Compiling everything against base openssl and completely removing the openssl port fixed this for me. Hopefully this helps someone else googling these symptoms.
Comment 45 pvoigt 2015-04-17 21:27:00 UTC
Back from holiday I have found all your helpful posts on this issue - thank you very much.

Today I have finally found some time to rebuild all ports against base openssl. I have determined all port that require a rebuild using pkg. I manually selected the order of ports to rebuild and restarted a service once it has been rebuilt.

Just to be one the safe side I rebooted my server after all necessary port have been rebuilt. I hope that I did not select a too naive way. But I am confident as 
my server is running stable for several hours now while beeing completely freed from port openssl.

@ Martin Birgmeier: I did not (yet) use your provided scripts.

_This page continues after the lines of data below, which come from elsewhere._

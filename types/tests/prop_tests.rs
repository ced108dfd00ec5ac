use proptest::prelude::*;

use ogmios_types::{Amount, Point, Value};

proptest! {
    /// Any base-10 literal parses and prints back to the same digits.
    #[test]
    fn amount_literal_roundtrip(literal in "-?[1-9][0-9]{0,60}") {
        let amount: Amount = literal.parse().unwrap();
        prop_assert_eq!(amount.to_string(), literal);
    }

    /// A quantity decoded from a JSON string re-encodes to the same digits as a JSON number.
    #[test]
    fn amount_string_reencodes_as_number(digits in "[1-9][0-9]{0,60}") {
        let amount: Amount = serde_json::from_str(&format!("\"{digits}\"")).unwrap();
        prop_assert_eq!(serde_json::to_string(&amount).unwrap(), digits);
    }

    /// A quantity decoded from a JSON number decodes equal to the string form.
    #[test]
    fn amount_number_and_string_agree(digits in "[1-9][0-9]{0,60}") {
        let from_number: Amount = serde_json::from_str(&digits).unwrap();
        let from_string: Amount = serde_json::from_str(&format!("\"{digits}\"")).unwrap();
        prop_assert_eq!(from_number, from_string);
    }

    /// Amounts beyond 2^63 keep every digit.
    #[test]
    fn amount_beyond_i64(high in any::<u64>(), low in any::<u64>()) {
        let wide = ((high as u128) << 64) | low as u128;
        let amount = Amount::from(wide);
        let back: Amount = serde_json::from_str(&serde_json::to_string(&amount).unwrap()).unwrap();
        prop_assert_eq!(back.to_string(), wide.to_string());
    }

    /// A specific point decodes identically from either schema's spelling.
    #[test]
    fn point_spellings_agree(slot in any::<u64>(), hash in "[0-9a-f]{64}") {
        let legacy = Point::from_json(&serde_json::json!({ "slot": slot, "hash": hash.clone() })).unwrap();
        let current = Point::from_json(&serde_json::json!({ "slot": slot, "id": hash.clone() })).unwrap();
        prop_assert_eq!(&legacy, &current);
        prop_assert_eq!(legacy, Point::specific(slot, hash));
    }

    /// Value::get returns exactly what was inserted, zero elsewhere.
    #[test]
    fn value_get_after_insert(policy in "[0-9a-f]{8}", asset in "[a-z]{1,8}", qty in any::<u64>()) {
        let mut value = Value::new();
        value.insert(policy.clone(), asset.clone(), Amount::from(qty));
        prop_assert_eq!(value.get(&policy, &asset), Amount::from(qty));
        prop_assert!(value.get(&policy, "MISSING").is_zero());
        prop_assert!(value.coins().is_zero());
    }
}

After a quick scan of the sources, I found that I have not enough awk knowledge to understand them as far as I would like to before running them and decided to try a ports rebuild without your scripts.
Comment 46 Dirk Meyer freebsd_committer 2015-04-25 09:41:14 UTC
The port can not undo the API changes from OpenSSL.


The build system inside OpenSSL is not stable,
the assembler options might me re-enabled with the next bugfix release.
Comment 47 Yuri Victorovich freebsd_committer 2015-05-11 22:45:34 UTC
If new version of OpenSSL port has incompatible API changes, then the port for the old version should created (with numbers in its version). And dependent packages should link with this older version.
Comment 48 Bryan Drewery freebsd_committer 2015-05-11 23:15:11 UTC
Bug 199352 was not related.
Comment 49 Matt Smith 2015-06-14 18:38:53 UTC
FYI. Regarding the issue where compiling with ASM enabled on some hardware causes massive issues with software like postfix, vim, PHP etc when it corrupts the environment. Since the release of 1.0.2c I decided to attempt it with ASM enabled again to see what happens. This time it worked fine. No issues at all seen. So it could either be something that's changed between 1.0.2a and 1.0.2c or something has changed in 10.1-STABLE which has worked around this as I've also upgraded that several times since. Either way, it's working fine now.